Sie war dick, warmherzig und immer fröhlich. Ihre eigene Mutter war viel komplizierter. Besonders nach der Trennung von Lauras Vater hatte sie viel geweint und war unglücklich gewesen. Und als dann Tobias, Lauras 10-jähriger Bruder, zum Vater in eine andere Stadt gezogen war, war sie kaum noch zu ertragen gewesen – immer traurig und schlecht gelaunt. Aber dann hatte sie Heinz kennen gelernt und sich in ihn verliebt. Und seit drei Monaten lebte dieser Heinz jetzt bei ihnen in der Wohnung. Seitdem war ihre Mutter fast so wie früher. Glücklich und vergnügt.

Nur Laura fand es jetzt ungemütlich.

Sie mochte diesen Heinz nicht so gerne.

Er war ein ziemlicher Wichtigtuer. Außerdem war es komisch, einem fremden Mann in der Wohnung zu begegnen.

Der Test war ein Urintest, den man nur vor dem Frühstück durchführen sollte.

Laura hatte alles dafür bereitgelegt. Ein altes sauber gespültes Marmeladenglas, den Teststreifen und die genaue Beschreibung.
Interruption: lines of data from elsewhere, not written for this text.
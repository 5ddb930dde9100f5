use std::fs::File;
use std::io::{self, BufWriter, Write};
use std::path::{Path, PathBuf};

pub const PLAYLIST_HEADER: &str = "#EXTM3U";

/// Line-by-line M3U writer. UTF-8, LF endings, header written on create.
pub struct M3uWriter {
    path: PathBuf,
    out: BufWriter<File>,
    entries: usize,
}

impl M3uWriter {
    pub fn create(path: &Path) -> io::Result<Self> {
        let file = File::create(path)?;
        let mut out = BufWriter::new(file);
        out.write_all(PLAYLIST_HEADER.as_bytes())?;
        out.write_all(b"\n")?;
        Ok(Self {
            path: path.to_path_buf(),
            out,
            entries: 0,
        })
    }

    pub fn push(&mut self, entry: &str) -> io::Result<()> {
        self.out.write_all(entry.as_bytes())?;
        self.out.write_all(b"\n")?;
        self.entries += 1;
        Ok(())
    }

    pub fn path(&self) -> &Path {
        &self.path
    }

    pub fn finish(mut self) -> io::Result<usize> {
        self.out.flush()?;
        Ok(self.entries)
    }
}
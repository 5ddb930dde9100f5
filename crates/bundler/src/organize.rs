use std::fs;
use std::path::Path;

use common::{absolutize, ExtensionSet, PlacementOutcome};
use metadata::TagReader;
use tracing::{info, warn};

use crate::components::derive_components;
use crate::placement::place;
use crate::walk::{files_recursive, immediate_files};
use crate::BundlerError;

#[derive(Clone, Debug)]
pub struct OrganizeOptions {
    pub move_files: bool,
    pub include_genre: bool,
    pub extensions: ExtensionSet,
    pub recursive: bool,
}

impl Default for OrganizeOptions {
    fn default() -> Self {
        Self {
            move_files: false,
            include_genre: false,
            extensions: ExtensionSet::default(),
            recursive: true,
        }
    }
}

/// Sorts the audio files under `source` into `destination/[Genre/]Artist/Album`.
pub fn organize(
    source: &Path,
    destination: &Path,
    options: &OrganizeOptions,
    reader: &dyn TagReader,
) -> Result<Vec<PlacementOutcome>, BundlerError> {
    let source = absolutize(source)?;
    if !source.is_dir() {
        return Err(BundlerError::NotADirectory(source));
    }
    let destination = absolutize(destination)?;
    fs::create_dir_all(&destination).map_err(|err| BundlerError::CreateDir {
        path: destination.clone(),
        source: err,
    })?;

    let candidates = if options.recursive {
        files_recursive(&source)
    } else {
        immediate_files(&source)
    };
    let files: Vec<_> = candidates
        .into_iter()
        .filter(|path| options.extensions.matches(path))
        .collect();
    info!("Organizing {} files from {:?}", files.len(), source);

    let mut results = Vec::with_capacity(files.len());
    for file in files {
        let tags = reader.read_tags(&file);
        let components = derive_components(&file, &tags, options.include_genre);
        match place(
            &file,
            &destination,
            &components,
            options.include_genre,
            options.move_files,
        ) {
            Ok(placement) => results.push(PlacementOutcome::placed(
                file,
                placement.destination,
                placement.action,
                components,
            )),
            Err(err) => {
                warn!("Failed to organize {:?}: {}", file, err);
                results.push(PlacementOutcome::failed(file, err.to_string()));
            }
        }
    }

    Ok(results)
}

#[cfg(test)]
mod tests {
    use super::*;
    use crate::test_support::FakeTags;
    use common::PlacementAction;
    use metadata::NullTagReader;
    use tempfile::TempDir;

    #[test]
    fn copies_into_genre_artist_album() {
        let dir = TempDir::new().unwrap();
        let source = dir.path().join("unsorted");
        fs::create_dir(&source).unwrap();
        let track = source.join("track.flac");
        fs::write(&track, b"audio").unwrap();
        let destination = dir.path().join("sorted");

        let reader = FakeTags::new().with(
            "track.flac",
            "AC/DC",
            "Back In Black",
            "Hells Bells",
            Some("1"),
            Some("Rock"),
        );
        let options = OrganizeOptions {
            include_genre: true,
            recursive: false,
            ..OrganizeOptions::default()
        };
        let results = organize(&source, &destination, &options, &reader).unwrap();

        assert_eq!(results.len(), 1);
        let dest = results[0].destination.clone().unwrap();
        let root = destination.canonicalize().unwrap();
        assert_eq!(dest.parent().unwrap(), root.join("Rock").join("AC DC").join("Back In Black"));
        assert!(dest
            .file_name()
            .unwrap()
            .to_string_lossy()
            .starts_with("01 - Hells Bells"));
        assert_eq!(results[0].action, PlacementAction::Copied);
        assert!(track.exists());
    }

    #[test]
    fn moves_and_numbers_duplicates() {
        let dir = TempDir::new().unwrap();
        let source = dir.path().join("unsorted");
        fs::create_dir(&source).unwrap();
        let first = source.join("track1.flac");
        let second = source.join("track2.flac");
        fs::write(&first, b"audio1").unwrap();
        fs::write(&second, b"audio2").unwrap();
        let destination = dir.path().join("sorted");

        let reader = FakeTags::new().fallback(
            "Miles Davis",
            "Kind of Blue",
            "So What",
            Some("1"),
            Some("Jazz"),
        );
        let options = OrganizeOptions {
            move_files: true,
            ..OrganizeOptions::default()
        };
        let results = organize(&source, &destination, &options, &reader).unwrap();

        assert_eq!(results.len(), 2);
        let root = destination.canonicalize().unwrap();
        let mut names = Vec::new();
        for result in &results {
            assert_eq!(result.action, PlacementAction::Moved);
            let dest = result.destination.as_ref().unwrap();
            assert_eq!(dest.parent().unwrap(), root.join("Miles Davis").join("Kind of Blue"));
            names.push(dest.file_name().unwrap().to_string_lossy().to_string());
        }
        assert_eq!(names, vec!["01 - So What.flac", "01 - So What (1).flac"]);
        assert!(!first.exists());
        assert!(!second.exists());
    }

    #[test]
    fn filename_supplies_track_number() {
        let dir = TempDir::new().unwrap();
        let source = dir.path().join("unsorted");
        fs::create_dir(&source).unwrap();
        fs::write(source.join("03 - Mystery Song.flac"), b"audio").unwrap();
        fs::write(source.join("notes.txt"), b"text").unwrap();

        let results = organize(
            &source,
            &dir.path().join("sorted"),
            &OrganizeOptions::default(),
            &NullTagReader,
        )
        .unwrap();

        assert_eq!(results.len(), 1);
        let dest = results[0].destination.as_ref().unwrap();
        assert!(dest.ends_with("Unknown Artist/Unknown Album/03 - 03 - Mystery Song.flac"));
    }

    #[test]
    fn non_recursive_skips_nested_files() {
        let dir = TempDir::new().unwrap();
        let source = dir.path().join("unsorted");
        fs::create_dir_all(source.join("deep")).unwrap();
        fs::write(source.join("deep").join("a.mp3"), b"audio").unwrap();

        let options = OrganizeOptions {
            recursive: false,
            ..OrganizeOptions::default()
        };
        let results = organize(&source, &dir.path().join("out"), &options, &NullTagReader).unwrap();
        assert!(results.is_empty());

        let results = organize(
            &source,
            &dir.path().join("out"),
            &OrganizeOptions::default(),
            &NullTagReader,
        )
        .unwrap();
        assert_eq!(results.len(), 1);
    }

    #[test]
    fn rejects_missing_source() {
        let dir = TempDir::new().unwrap();
        let err = organize(
            &dir.path().join("nope"),
            &dir.path().join("out"),
            &OrganizeOptions::default(),
            &NullTagReader,
        )
        .unwrap_err();
        assert!(err.is_validation());
        assert!(!dir.path().join("out").exists());
    }
}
Sie nahm das Glas und ging damit auf die Toilette. Beim Wasserlassen fing sie etwas Urin mit dem Glas auf und tauchte den Streifen in die Flüssigkeit. Jetzt musste sie fünf Minuten warten.

Fünf Minuten.

Eine Ewigkeit.

Eine Zeit, in der das Leben nicht wusste, ob es sich für die eine oder für die andere Seite entscheiden sollte.

Hoffentlich entschied es sich für die andere.


Unruhig starrte Laura auf den roten Strich im runden Sichtfenster des Teststreifens.

Wenn sich neben diesem Strich in dem runden Sichtfenster auch noch ein Strich im eckigen Fenster bildete, war sie schwanger. Wahrscheinlich jedenfalls.

Und wenn nicht, war sie frei.

Fünf Minuten Zeit, über sein Leben nachzudenken. Und über dieses andere Leben, das nicht sein soll.

Und über Jonas.

Warum hatte sie sich nur auf ihn eingelassen? Er liebte sie nicht. Jedenfalls war das anzunehmen. Er hatte es jedenfalls nie gesagt.

Nur, dass er heiß auf sie wäre. Mit ihr schlafen wollte. Sie sexy fände. Aber mit Liebe hatte das nicht so viel zu tun.

Coral hatte sie gewarnt. „Ich kann mir vorstellen, dass das ein ganz schöner Macho ist. Lass den lieber sausen. Nachher macht der mit jeder rum, und du bist total fertig.“

Aber Laura wollte ihn haben. Und was hatte sie jetzt davon?

Laura war so in Gedanken, dass sie beinahe die Zeit vergessen hätte. Fünf Minuten waren um. Sie zog den Teststreifen heraus und starrte darauf.

Sie starrte und starrte.

Neben dem dicken roten Strich hatte sich ein weiterer feiner Strich im eckigen Fenster gebildet.

Unmöglich.

Lauras Hände zitterten.

Was hatte das zu bedeuten? Was um Himmels Willen hatte das zu bedeuten?

Aber sie wusste es genau. Sie hatte den Beipackzettel schon tausendmal durchgelesen. Sie wusste, was der kleine rote Strich zu bedeuten hatte.

Sie war schwanger.

Aber ich bin doch selbst noch ein Kind!